◆ **THE INPUT**:
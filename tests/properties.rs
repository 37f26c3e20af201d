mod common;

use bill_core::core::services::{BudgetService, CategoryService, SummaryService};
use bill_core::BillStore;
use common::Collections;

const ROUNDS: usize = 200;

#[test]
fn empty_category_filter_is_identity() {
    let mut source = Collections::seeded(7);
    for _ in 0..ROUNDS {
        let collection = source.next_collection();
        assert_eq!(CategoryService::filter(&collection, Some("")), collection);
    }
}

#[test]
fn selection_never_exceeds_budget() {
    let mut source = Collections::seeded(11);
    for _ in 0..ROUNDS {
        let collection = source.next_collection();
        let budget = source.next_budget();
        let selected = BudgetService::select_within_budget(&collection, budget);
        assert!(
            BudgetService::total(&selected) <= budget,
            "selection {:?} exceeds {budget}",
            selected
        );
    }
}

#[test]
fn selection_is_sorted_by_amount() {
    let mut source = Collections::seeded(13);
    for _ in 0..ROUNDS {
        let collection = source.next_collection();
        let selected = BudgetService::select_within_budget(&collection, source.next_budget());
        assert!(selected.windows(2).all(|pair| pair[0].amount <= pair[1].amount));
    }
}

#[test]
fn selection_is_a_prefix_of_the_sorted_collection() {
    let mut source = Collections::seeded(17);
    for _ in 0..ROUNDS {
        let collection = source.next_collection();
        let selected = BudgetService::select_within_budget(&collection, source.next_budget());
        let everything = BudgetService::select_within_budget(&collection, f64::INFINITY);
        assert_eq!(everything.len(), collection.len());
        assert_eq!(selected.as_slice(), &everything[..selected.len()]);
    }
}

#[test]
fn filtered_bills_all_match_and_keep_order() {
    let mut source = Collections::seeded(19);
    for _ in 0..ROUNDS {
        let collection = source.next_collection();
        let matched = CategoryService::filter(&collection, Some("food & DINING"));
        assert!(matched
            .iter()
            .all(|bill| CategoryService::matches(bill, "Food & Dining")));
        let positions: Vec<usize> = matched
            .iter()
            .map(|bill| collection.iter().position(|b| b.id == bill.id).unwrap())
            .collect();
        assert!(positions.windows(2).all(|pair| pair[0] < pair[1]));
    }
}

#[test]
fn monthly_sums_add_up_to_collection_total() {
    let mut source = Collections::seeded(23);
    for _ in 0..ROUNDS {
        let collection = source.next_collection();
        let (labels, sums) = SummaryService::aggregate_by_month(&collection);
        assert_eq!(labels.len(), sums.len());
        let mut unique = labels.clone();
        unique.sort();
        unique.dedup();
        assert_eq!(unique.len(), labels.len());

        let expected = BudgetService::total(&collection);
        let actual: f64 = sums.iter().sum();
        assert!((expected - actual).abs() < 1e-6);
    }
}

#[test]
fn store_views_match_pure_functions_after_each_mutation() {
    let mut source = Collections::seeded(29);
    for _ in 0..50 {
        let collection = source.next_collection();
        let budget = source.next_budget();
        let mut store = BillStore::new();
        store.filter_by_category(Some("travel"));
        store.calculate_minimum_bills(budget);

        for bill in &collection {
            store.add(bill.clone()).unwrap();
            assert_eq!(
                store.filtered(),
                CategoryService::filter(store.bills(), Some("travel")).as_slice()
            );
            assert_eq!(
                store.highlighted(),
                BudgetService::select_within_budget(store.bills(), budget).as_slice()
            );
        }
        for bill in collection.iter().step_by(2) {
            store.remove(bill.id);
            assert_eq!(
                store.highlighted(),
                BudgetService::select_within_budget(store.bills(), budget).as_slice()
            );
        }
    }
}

...

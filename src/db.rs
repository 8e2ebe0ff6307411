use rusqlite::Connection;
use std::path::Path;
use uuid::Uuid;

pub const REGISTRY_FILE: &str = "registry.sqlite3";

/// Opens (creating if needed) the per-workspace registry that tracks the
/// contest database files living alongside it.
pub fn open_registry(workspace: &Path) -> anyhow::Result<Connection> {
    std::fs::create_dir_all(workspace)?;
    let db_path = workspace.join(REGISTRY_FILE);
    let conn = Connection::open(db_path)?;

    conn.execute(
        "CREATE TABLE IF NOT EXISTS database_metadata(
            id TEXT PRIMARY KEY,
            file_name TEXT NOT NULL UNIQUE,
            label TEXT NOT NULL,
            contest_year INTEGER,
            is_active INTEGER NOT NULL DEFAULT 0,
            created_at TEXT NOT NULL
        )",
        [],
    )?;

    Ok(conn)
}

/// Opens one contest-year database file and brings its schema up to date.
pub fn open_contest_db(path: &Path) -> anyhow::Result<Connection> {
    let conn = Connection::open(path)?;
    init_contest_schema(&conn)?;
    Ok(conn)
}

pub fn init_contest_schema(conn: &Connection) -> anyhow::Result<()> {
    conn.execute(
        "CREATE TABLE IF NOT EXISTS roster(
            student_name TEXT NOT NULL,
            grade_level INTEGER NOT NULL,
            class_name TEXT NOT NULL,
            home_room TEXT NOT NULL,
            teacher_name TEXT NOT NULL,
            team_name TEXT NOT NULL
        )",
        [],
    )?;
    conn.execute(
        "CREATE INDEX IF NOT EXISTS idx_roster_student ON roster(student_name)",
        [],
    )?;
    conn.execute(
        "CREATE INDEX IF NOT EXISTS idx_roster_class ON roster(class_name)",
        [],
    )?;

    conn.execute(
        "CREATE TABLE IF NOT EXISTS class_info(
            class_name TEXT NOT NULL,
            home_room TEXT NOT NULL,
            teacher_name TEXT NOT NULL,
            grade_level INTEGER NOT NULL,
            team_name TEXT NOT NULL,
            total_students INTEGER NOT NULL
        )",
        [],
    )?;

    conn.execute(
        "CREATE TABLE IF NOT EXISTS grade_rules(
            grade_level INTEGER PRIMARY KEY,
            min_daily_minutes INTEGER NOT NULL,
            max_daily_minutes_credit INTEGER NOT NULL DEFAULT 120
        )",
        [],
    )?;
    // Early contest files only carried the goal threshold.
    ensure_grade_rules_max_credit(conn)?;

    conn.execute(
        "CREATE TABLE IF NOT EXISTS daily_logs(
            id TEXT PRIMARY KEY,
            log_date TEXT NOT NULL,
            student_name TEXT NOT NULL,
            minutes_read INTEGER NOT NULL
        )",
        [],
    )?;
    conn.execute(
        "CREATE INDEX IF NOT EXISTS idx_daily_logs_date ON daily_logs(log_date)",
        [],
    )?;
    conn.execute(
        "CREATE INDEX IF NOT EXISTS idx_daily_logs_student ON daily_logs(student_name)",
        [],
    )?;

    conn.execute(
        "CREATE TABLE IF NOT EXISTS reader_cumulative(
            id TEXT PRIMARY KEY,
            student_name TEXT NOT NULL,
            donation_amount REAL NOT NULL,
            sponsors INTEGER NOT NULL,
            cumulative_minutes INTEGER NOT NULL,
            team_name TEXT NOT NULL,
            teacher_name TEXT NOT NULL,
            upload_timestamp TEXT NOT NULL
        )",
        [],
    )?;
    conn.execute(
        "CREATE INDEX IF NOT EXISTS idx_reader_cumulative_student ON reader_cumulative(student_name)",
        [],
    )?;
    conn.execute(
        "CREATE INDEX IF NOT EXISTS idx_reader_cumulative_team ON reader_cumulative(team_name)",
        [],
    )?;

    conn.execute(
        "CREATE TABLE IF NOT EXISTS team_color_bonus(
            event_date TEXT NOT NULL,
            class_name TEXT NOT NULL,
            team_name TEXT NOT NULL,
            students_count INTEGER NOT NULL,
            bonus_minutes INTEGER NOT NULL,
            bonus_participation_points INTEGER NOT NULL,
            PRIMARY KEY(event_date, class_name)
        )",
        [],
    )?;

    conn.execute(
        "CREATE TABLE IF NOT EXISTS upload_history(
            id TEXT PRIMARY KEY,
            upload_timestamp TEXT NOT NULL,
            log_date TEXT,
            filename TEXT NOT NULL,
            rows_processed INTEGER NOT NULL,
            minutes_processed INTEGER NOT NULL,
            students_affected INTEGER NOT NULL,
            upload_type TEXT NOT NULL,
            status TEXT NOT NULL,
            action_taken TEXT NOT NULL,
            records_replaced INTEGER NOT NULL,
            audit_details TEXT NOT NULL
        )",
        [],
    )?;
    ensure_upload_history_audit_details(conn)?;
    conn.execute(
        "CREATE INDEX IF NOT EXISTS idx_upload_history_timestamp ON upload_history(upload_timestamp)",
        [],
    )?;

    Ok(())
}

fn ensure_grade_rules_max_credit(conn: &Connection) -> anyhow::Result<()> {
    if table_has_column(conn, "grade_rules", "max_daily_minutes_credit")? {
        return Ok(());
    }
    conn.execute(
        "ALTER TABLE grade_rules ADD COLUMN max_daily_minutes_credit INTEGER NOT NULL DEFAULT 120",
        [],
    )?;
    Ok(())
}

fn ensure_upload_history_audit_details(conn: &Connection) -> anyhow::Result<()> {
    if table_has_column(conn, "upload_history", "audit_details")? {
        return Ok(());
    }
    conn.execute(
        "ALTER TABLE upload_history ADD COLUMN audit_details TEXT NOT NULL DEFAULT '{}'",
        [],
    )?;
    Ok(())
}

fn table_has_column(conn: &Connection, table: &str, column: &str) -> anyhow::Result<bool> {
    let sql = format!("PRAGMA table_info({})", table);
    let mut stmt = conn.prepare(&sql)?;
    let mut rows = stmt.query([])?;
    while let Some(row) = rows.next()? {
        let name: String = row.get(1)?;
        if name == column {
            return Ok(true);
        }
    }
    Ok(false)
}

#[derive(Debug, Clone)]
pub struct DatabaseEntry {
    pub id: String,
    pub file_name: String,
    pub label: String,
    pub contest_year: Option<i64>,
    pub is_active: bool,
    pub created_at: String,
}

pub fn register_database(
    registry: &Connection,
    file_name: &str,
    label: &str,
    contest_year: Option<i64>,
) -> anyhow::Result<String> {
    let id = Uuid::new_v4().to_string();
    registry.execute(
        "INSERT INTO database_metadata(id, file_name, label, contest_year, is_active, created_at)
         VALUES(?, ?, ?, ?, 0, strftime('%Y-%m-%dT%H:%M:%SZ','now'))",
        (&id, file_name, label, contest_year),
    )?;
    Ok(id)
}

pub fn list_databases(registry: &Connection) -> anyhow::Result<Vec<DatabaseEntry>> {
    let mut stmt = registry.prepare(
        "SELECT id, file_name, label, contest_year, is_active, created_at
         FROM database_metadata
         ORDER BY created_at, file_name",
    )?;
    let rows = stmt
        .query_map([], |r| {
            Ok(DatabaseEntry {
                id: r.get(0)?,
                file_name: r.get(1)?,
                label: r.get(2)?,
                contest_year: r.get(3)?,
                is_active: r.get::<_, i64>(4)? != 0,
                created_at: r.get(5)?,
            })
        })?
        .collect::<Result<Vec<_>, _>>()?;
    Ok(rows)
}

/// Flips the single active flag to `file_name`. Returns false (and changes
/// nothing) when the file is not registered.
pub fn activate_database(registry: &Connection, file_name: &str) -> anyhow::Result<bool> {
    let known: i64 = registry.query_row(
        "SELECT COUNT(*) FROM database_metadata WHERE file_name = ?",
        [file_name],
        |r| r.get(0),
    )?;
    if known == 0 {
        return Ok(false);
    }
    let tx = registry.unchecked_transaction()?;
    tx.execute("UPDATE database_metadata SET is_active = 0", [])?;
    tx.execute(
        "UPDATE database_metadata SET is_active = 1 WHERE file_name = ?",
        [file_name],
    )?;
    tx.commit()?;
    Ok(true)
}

◆ **WORK REQUEST**: Go through the listing above and return every line where the word "FROM" occurs.

◆ **ANSWER TO THE EXERCISE**:
         FROM database_metadata
        "SELECT COUNT(*) FROM database_metadata WHERE file_name = ?",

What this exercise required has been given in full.